(Stored data)
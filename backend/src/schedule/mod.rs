//! Schedule engine.
//!
//! Everything under this module is pure and synchronous: it takes an employee's
//! schedule policy, a holiday calendar and a month, and produces day records or
//! attendance verdicts. Persistence, submission and transport live elsewhere.

pub mod attendance;
pub mod clock;
pub mod complex;
pub mod holiday;
pub mod month;
pub mod pattern;
pub mod policy;
pub mod shift;
pub mod stats;
pub mod synth;

use time::{macros::date, Date, UtcOffset};

pub use attendance::{classify_arrival, merge_check_in, ArrivalStatus, ArrivalVerdict, CheckIn};
pub use complex::{ComplexSchedule, CycleSlot, ScheduleBlock, WorkDay};
pub use holiday::HolidayCalendar;
pub use month::{generate_month, summarize};
pub use pattern::{is_work_day, rotation_offset};
pub use policy::{BreakWindow, DailyShift, Pattern, Rotation, Tolerances, WorkSchedule, WorkWeek};
pub use shift::{build_shift, shift_for, standard_breaks, Shift};
pub use stats::calculate_stats;
pub use synth::{fill_missing, synthesize};

/// Anchor used for rotating patterns when an employee has none of their own.
pub const DEFAULT_ANCHOR: Date = date!(2024 - 01 - 01);

/// Process-wide inputs to every schedule computation.
#[derive(Debug, Clone, Copy, PartialEq, Eq)]
pub struct ScheduleSettings {
    /// Local reference used to turn local clock times into instants.
    pub utc_offset: UtcOffset,
    pub default_anchor: Date,
}

impl Default for ScheduleSettings {
    fn default() -> Self {
        Self {
            utc_offset: UtcOffset::UTC,
            default_anchor: DEFAULT_ANCHOR,
        }
    }
}
//! Synthetic attendance for demos and load testing.
//!
//! Randomness is injected so a seeded generator reproduces the same month.

use std::collections::HashSet;

use rand::Rng;
use time::{Date, Duration, Time};

use crate::{
    error::ScheduleError,
    models::{
        attendance::{Attendance, AttendanceStatus},
        employee::Employee,
    },
};

use super::{
    clock::{local_instant, month_days},
    complex::CycleSlot,
    pattern::is_work_day,
    policy::{Pattern, WorkSchedule},
    ScheduleSettings,
};

const LEAVE_THRESHOLD: f64 = 0.97;
const VACATION_THRESHOLD: f64 = 0.985;
const ABSENT_THRESHOLD: f64 = 0.95;
const LATE_THRESHOLD: f64 = 0.80;

/// Start time and length of the shift worked on one date.
struct PlannedShift {
    start: Time,
    hours: f64,
}

fn planned_shift(schedule: &WorkSchedule, date: Date) -> Option<PlannedShift> {
    match &schedule.pattern {
        Pattern::Complex(complex) => match complex.slot_for(date, schedule.anchor) {
            CycleSlot::Work { day, .. } => Some(PlannedShift {
                start: day.start,
                hours: day.work_hours,
            }),
            CycleSlot::Off { .. } => None,
        },
        _ => Some(PlannedShift {
            start: schedule.shift.start,
            hours: schedule.nominal_hours(),
        }),
    }
}

/// Draws one attendance record per day of the month.
///
/// Off days and work days after `today` become `day_off` records without
/// consuming randomness.
pub fn synthesize<R: Rng + ?Sized>(
    employee: &Employee,
    year: i32,
    month: u8,
    today: Date,
    settings: &ScheduleSettings,
    rng: &mut R,
) -> Result<Vec<Attendance>, ScheduleError> {
    let schedule = WorkSchedule::try_from(&employee.schedule)?;

    month_days(year, month)?
        .into_iter()
        .map(|date| {
            let shift = is_work_day(date, &schedule, settings.default_anchor)
                .then(|| planned_shift(&schedule, date))
                .flatten();
            match shift {
                Some(shift) if date <= today => {
                    Ok(draw_day(employee, date, &shift, settings, rng))
                }
                _ => Ok(Attendance::without_times(
                    employee.id,
                    date,
                    AttendanceStatus::DayOff,
                )),
            }
        })
        .collect()
}

fn draw_day<R: Rng + ?Sized>(
    employee: &Employee,
    date: Date,
    shift: &PlannedShift,
    settings: &ScheduleSettings,
    rng: &mut R,
) -> Attendance {
    let r: f64 = rng.gen();
    if r > LEAVE_THRESHOLD {
        let status = if r > VACATION_THRESHOLD {
            AttendanceStatus::Vacation
        } else {
            AttendanceStatus::SickLeave
        };
        return Attendance::without_times(employee.id, date, status);
    }
    if r > ABSENT_THRESHOLD {
        return Attendance::without_times(employee.id, date, AttendanceStatus::Absent);
    }

    let shift_minutes = (shift.hours * 60.0).round() as i64;
    let (status, arrival_offset, jitter): (AttendanceStatus, i64, i64) = if r > LATE_THRESHOLD {
        (
            AttendanceStatus::Late,
            rng.gen_range(5..50),
            rng.gen_range(-10..10),
        )
    } else {
        // Early arrivals stay on the shift's calendar date.
        let since_midnight = i64::from(shift.start.hour()) * 60 + i64::from(shift.start.minute());
        (
            AttendanceStatus::Present,
            -rng.gen_range(0..10).min(since_midnight),
            rng.gen_range(-5..10),
        )
    };
    let worked_minutes = shift_minutes + jitter;

    let scheduled = local_instant(date, shift.start, settings.utc_offset);
    let unix_check_in = scheduled + arrival_offset * 60;
    let check_in = shift.start + Duration::minutes(arrival_offset);

    Attendance {
        check_in: Some(check_in),
        check_out: Some(check_in + Duration::minutes(worked_minutes)),
        status,
        late_minutes: (status == AttendanceStatus::Late).then_some(arrival_offset),
        duration_hours: Some(worked_minutes as f64 / 60.0),
        unix_check_in: Some(unix_check_in),
        unix_check_out: Some(unix_check_in + worked_minutes * 60),
        ..Attendance::without_times(employee.id, date, status)
    }
}

/// Keeps every existing record and adds only the synthesized days that have no
/// record yet.
pub fn fill_missing(existing: &[Attendance], synthesized: Vec<Attendance>) -> Vec<Attendance> {
    let taken: HashSet<(uuid::Uuid, Date)> = existing
        .iter()
        .map(|a| (a.employee_id, a.date))
        .collect();
    synthesized
        .into_iter()
        .filter(|a| !taken.contains(&(a.employee_id, a.date)))
        .collect()
}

What is required: Check each line above for the string "ScheduleSettings" and copy those that have it.

Task solution:
pub struct ScheduleSettings {
impl Default for ScheduleSettings {
    ScheduleSettings,
    settings: &ScheduleSettings,
    settings: &ScheduleSettings,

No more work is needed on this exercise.